-- Dataset records follows --
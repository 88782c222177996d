use js_sys::{Array, Float64Array};
use wasm_bindgen::prelude::*;

use crate::candidate::RadialDistribution;
use crate::config::{ExpansionPolicy, SamplerConfig};
use crate::sampler::sample;
use crate::samples::Samples;
use crate::validation::verify;

#[cfg(target_arch = "wasm32")]
use wasm_bindgen_rayon::init_thread_pool;

#[cfg(target_arch = "wasm32")]
#[wasm_bindgen]
pub fn init_threads(n: usize) -> js_sys::Promise {
    init_thread_pool(n)
}

#[wasm_bindgen(typescript_custom_section)]
const TS_DEFAULTS: &'static str = r#"
export const DEFAULT_MAX_ATTEMPTS = 30;
"#;

/// Poisson disk sampler exposed to JavaScript.
///
/// Points are returned as a flat `Float64Array` of `count * dimension` coordinates.
#[wasm_bindgen]
pub struct PoissonDisk {
    config: SamplerConfig,
    samples: Option<Samples>,
}

#[wasm_bindgen]
impl PoissonDisk {
    /// Creates a sampler over `[0, extents[0]) x [0, extents[1]) x ...`.
    ///
    /// # Arguments
    ///
    /// * `extents` - Domain size along each axis; its length sets the dimension.
    /// * `min_distance` - Minimum distance between any two points.
    /// * `max_attempts` - Candidates tried around each active point.
    /// * `seed` - Seed of the random generator; equal seeds give equal point sets.
    #[wasm_bindgen(constructor)]
    pub fn new(
        extents: &[f64],
        min_distance: f64,
        max_attempts: usize,
        seed: u64,
    ) -> Result<PoissonDisk, JsError> {
        let config = SamplerConfig::new(extents.to_vec(), min_distance)
            .with_max_attempts(max_attempts)
            .with_seed(seed);
        config.validate()?;
        Ok(PoissonDisk {
            config,
            samples: None,
        })
    }

    /// Like the constructor, but with a seed drawn from the platform's entropy source.
    #[wasm_bindgen(js_name = newRandomSeed)]
    pub fn new_random_seed(
        extents: &[f64],
        min_distance: f64,
        max_attempts: usize,
    ) -> Result<PoissonDisk, JsError> {
        PoissonDisk::new(extents, min_distance, max_attempts, rand::random::<u64>())
    }

    /// Stops sampling once `cap` points have been accepted.
    #[wasm_bindgen(js_name = setCap)]
    pub fn set_cap(&mut self, cap: usize) -> Result<(), JsError> {
        let config = self.config.clone().with_sample_cap(cap);
        config.validate()?;
        self.config = config;
        Ok(())
    }

    /// Switches between single-accept (`false`, default) and all-candidates (`true`) expansion.
    #[wasm_bindgen(js_name = setAllCandidates)]
    pub fn set_all_candidates(&mut self, enabled: bool) {
        self.config.policy = if enabled {
            ExpansionPolicy::AllCandidates
        } else {
            ExpansionPolicy::SingleAccept
        };
    }

    /// Draws candidate distances uniformly over the shell volume instead of uniformly in radius.
    #[wasm_bindgen(js_name = setVolumetric)]
    pub fn set_volumetric(&mut self, enabled: bool) {
        self.config.radial = if enabled {
            RadialDistribution::Volumetric
        } else {
            RadialDistribution::Uniform
        };
    }

    #[wasm_bindgen(getter)]
    pub fn seed(&self) -> u64 {
        self.config.rng_seed
    }

    #[wasm_bindgen(getter)]
    pub fn dimension(&self) -> usize {
        self.config.dimension
    }

    /// Number of points of the last run, 0 before `generate`.
    #[wasm_bindgen(getter)]
    pub fn count(&self) -> usize {
        self.samples.as_ref().map_or(0, Samples::len)
    }

    /// Runs the sampler and returns the flat coordinates.
    pub fn generate(&mut self) -> Result<Vec<f64>, JsError> {
        let samples = sample(&self.config)?;
        let flat = samples.as_flat().to_vec();
        self.samples = Some(samples);
        Ok(flat)
    }

    /// The points of the last run as an array of per-point `Float64Array`s.
    pub fn points(&self) -> Array {
        let out = Array::new();
        if let Some(samples) = &self.samples {
            for p in samples.iter() {
                out.push(&Float64Array::from(p));
            }
        }
        out
    }

    /// Re-checks the last run by brute force: containment and pairwise distances.
    pub fn verify(&self) -> Result<bool, JsError> {
        let Some(samples) = &self.samples else {
            return Ok(false);
        };
        let domain = self.config.domain()?;
        Ok(verify(samples, &domain, self.config.min_distance).is_ok())
    }
}
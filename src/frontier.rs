use rand::Rng;

/// Points that may still spawn new candidates, stored as indices into the output.
///
/// Order carries no meaning. Removal swaps the chosen slot with the last one.
#[derive(Clone, Debug, Default)]
pub struct ActiveFrontier {
    active: Vec<usize>,
}

impl ActiveFrontier {
    pub fn new() -> Self {
        Self::default()
    }

    pub fn with_capacity(capacity: usize) -> Self {
        Self {
            active: Vec::with_capacity(capacity),
        }
    }

    pub fn push(&mut self, point: usize) {
        self.active.push(point);
    }

    /// Puts a previously popped point back.
    pub fn reinsert(&mut self, point: usize) {
        self.active.push(point);
    }

    /// Removes and returns a uniformly chosen point, or `None` when empty.
    pub fn pop_random<R: Rng + ?Sized>(&mut self, rng: &mut R) -> Option<usize> {
        if self.active.is_empty() {
            return None;
        }
        let slot = rng.gen_range(0..self.active.len());
        Some(self.active.swap_remove(slot))
    }

    pub fn is_empty(&self) -> bool {
        self.active.is_empty()
    }

    pub fn len(&self) -> usize {
        self.active.len()
    }

    #[cfg(test)]
    fn contains(&self, point: usize) -> bool {
        self.active.contains(&point)
    }

    pub fn iter(&self) -> impl Iterator<Item = usize> + '_ {
        self.active.iter().copied()
    }
}
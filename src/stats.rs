use crate::acceptance::Rejection;

/// Counters collected while a sampler runs.
#[derive(Clone, Copy, Debug, Default, PartialEq, Eq)]
pub struct SamplingStats {
    /// Outer iterations, one per frontier point popped.
    pub iterations: usize,
    /// Candidates generated and tested.
    pub candidates: usize,
    /// Points placed, including the seed.
    pub accepted: usize,
    pub out_of_bounds: usize,
    pub occupied: usize,
    pub too_close: usize,
    /// Zero-norm direction vectors that had to be redrawn.
    pub degenerate_directions: usize,
    /// Frontier points retired after running out of attempts.
    pub dropped: usize,
    /// True if the run stopped on the sample cap.
    pub capped: bool,
}

impl SamplingStats {
    pub(crate) fn record_rejection(&mut self, rejection: Rejection) {
        match rejection {
            Rejection::OutOfBounds => self.out_of_bounds += 1,
            Rejection::CellOccupied => self.occupied += 1,
            Rejection::TooClose { .. } => self.too_close += 1,
        }
    }

    pub fn rejected(&self) -> usize {
        self.out_of_bounds + self.occupied + self.too_close
    }

    /// Share of tested candidates that were accepted.
    pub fn acceptance_rate(&self) -> f64 {
        if self.candidates == 0 {
            return 0.0;
        }
        // the seed is placed without a candidate
        self.accepted.saturating_sub(1) as f64 / self.candidates as f64
    }
}
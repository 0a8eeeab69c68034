//! Opaque object identifiers.

use std::fmt;

/// An opaque 32-bit handle naming a registered object.
///
/// Value 0 is reserved and always denotes "no object". Identifiers are
/// ordered and equality-comparable but carry no other semantics; the
/// interpreter is the sole authority mapping them to objects.
#[derive(Debug, Clone, Copy, PartialEq, Eq, PartialOrd, Ord, Hash)]
pub struct ObjectId(pub u32);

impl ObjectId {
    /// The reserved null identifier.
    pub const NULL: Self = Self(0);

    pub fn raw(&self) -> u32 {
        self.0
    }

    pub fn is_null(&self) -> bool {
        self.0 == 0
    }
}

impl fmt::Display for ObjectId {
    fn fmt(&self, f: &mut fmt::Formatter<'_>) -> fmt::Result {
        write!(f, "#{}", self.0)
    }
}

#[cfg(test)]
mod tests {
    use super::*;

    #[test]
    fn test_null_id() {
        assert!(ObjectId::NULL.is_null());
        assert!(!ObjectId(1).is_null());
        assert_eq!(ObjectId::NULL, ObjectId(0));
    }

    #[test]
    fn test_ordering_and_display() {
        assert!(ObjectId(1) < ObjectId(2));
        assert_eq!(format!("{}", ObjectId(42)), "#42");
    }
}
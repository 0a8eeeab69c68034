//! The authoritative identifier-to-object mapping.

use crate::error::RegistryError;
use crate::registry::handle::ObjectHandle;
use crate::registry::id::ObjectId;
use crate::FastIndexMap;

/// One live registration: class name, handle, registry-level refcount.
#[derive(Debug, Clone)]
struct Record {
    class_name: String,
    handle: ObjectHandle,
    refs: usize,
}

/// Maps identifiers to live objects and owns their registry refcounts.
///
/// The refcount here is additive to whatever other owners hold on the
/// object itself; dropping the record releases the registry's one share
/// and nothing more. An identifier is registered in at most one record
/// at a time.
#[derive(Debug)]
pub struct ObjectRegistry {
    records: FastIndexMap<ObjectId, Record>,
    next_id: u32,
}

impl Default for ObjectRegistry {
    fn default() -> Self {
        Self::new()
    }
}

impl ObjectRegistry {
    pub fn new() -> Self {
        Self {
            records: FastIndexMap::default(),
            next_id: 1,
        }
    }

    /// Register `handle` under `id`. Fails on the null id and on an id
    /// that is already taken, leaving the prior record untouched.
    pub fn register(
        &mut self,
        handle: ObjectHandle,
        class_name: &str,
        id: ObjectId,
    ) -> Result<(), RegistryError> {
        if id.is_null() {
            return Err(RegistryError::NullId);
        }
        if self.records.contains_key(&id) {
            return Err(RegistryError::DuplicateId(id));
        }
        self.records.insert(
            id,
            Record {
                class_name: class_name.to_string(),
                handle,
                refs: 1,
            },
        );
        Ok(())
    }

    pub fn contains(&self, id: ObjectId) -> bool {
        self.records.contains_key(&id)
    }

    /// Look up a handle, tolerating missing ids.
    pub fn lookup(&self, id: ObjectId) -> Option<ObjectHandle> {
        self.records.get(&id).map(|record| record.handle.clone())
    }

    /// Look up a handle, treating a missing or null id as an error.
    pub fn lookup_required(&self, id: ObjectId) -> Result<ObjectHandle, RegistryError> {
        self.lookup(id).ok_or(RegistryError::NotFound(id))
    }

    /// The registered runtime class name of an object.
    pub fn class_of(&self, id: ObjectId) -> Option<&str> {
        self.records.get(&id).map(|record| record.class_name.as_str())
    }

    /// Reverse lookup by object identity. With aliases present, returns
    /// the earliest-registered identifier.
    pub fn id_of(&self, handle: &ObjectHandle) -> Option<ObjectId> {
        self.records
            .iter()
            .find(|(_, record)| record.handle.ptr_eq(handle))
            .map(|(id, _)| *id)
    }

    /// Add one registry-level reference to a record.
    pub fn add_reference(&mut self, id: ObjectId) -> bool {
        match self.records.get_mut(&id) {
            Some(record) => {
                record.refs += 1;
                true
            }
            None => false,
        }
    }

    /// Release one reference; the record is removed when the count hits
    /// zero. Unknown ids return false without error.
    pub fn unregister(&mut self, id: ObjectId) -> bool {
        match self.records.get_mut(&id) {
            Some(record) => {
                record.refs -= 1;
                if record.refs == 0 {
                    self.records.shift_remove(&id);
                }
                true
            }
            None => false,
        }
    }

    /// Hand out the next unused counter identifier.
    ///
    /// Externally chosen identifiers are not tracked here; keeping them
    /// out of the counter's range is the caller's convention.
    pub fn next_id(&mut self) -> ObjectId {
        let id = ObjectId(self.next_id);
        self.next_id += 1;
        id
    }

    pub fn len(&self) -> usize {
        self.records.len()
    }

    pub fn is_empty(&self) -> bool {
        self.records.is_empty()
    }

    /// Registered identifiers in registration order.
    pub fn ids(&self) -> impl Iterator<Item = ObjectId> + '_ {
        self.records.keys().copied()
    }
}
-- Dataset records concluded --
Restate word for word only the lines above from the line containing "self.config.rng_seed" to the line containing "pub fn generate(&mut", both of them included.

Output
        self.config.rng_seed
    }

    #[wasm_bindgen(getter)]
    pub fn dimension(&self) -> usize {
        self.config.dimension
    }

    /// Number of points of the last run, 0 before `generate`.
    #[wasm_bindgen(getter)]
    pub fn count(&self) -> usize {
        self.samples.as_ref().map_or(0, Samples::len)
    }

    /// Runs the sampler and returns the flat coordinates.
    pub fn generate(&mut self) -> Result<Vec<f64>, JsError> {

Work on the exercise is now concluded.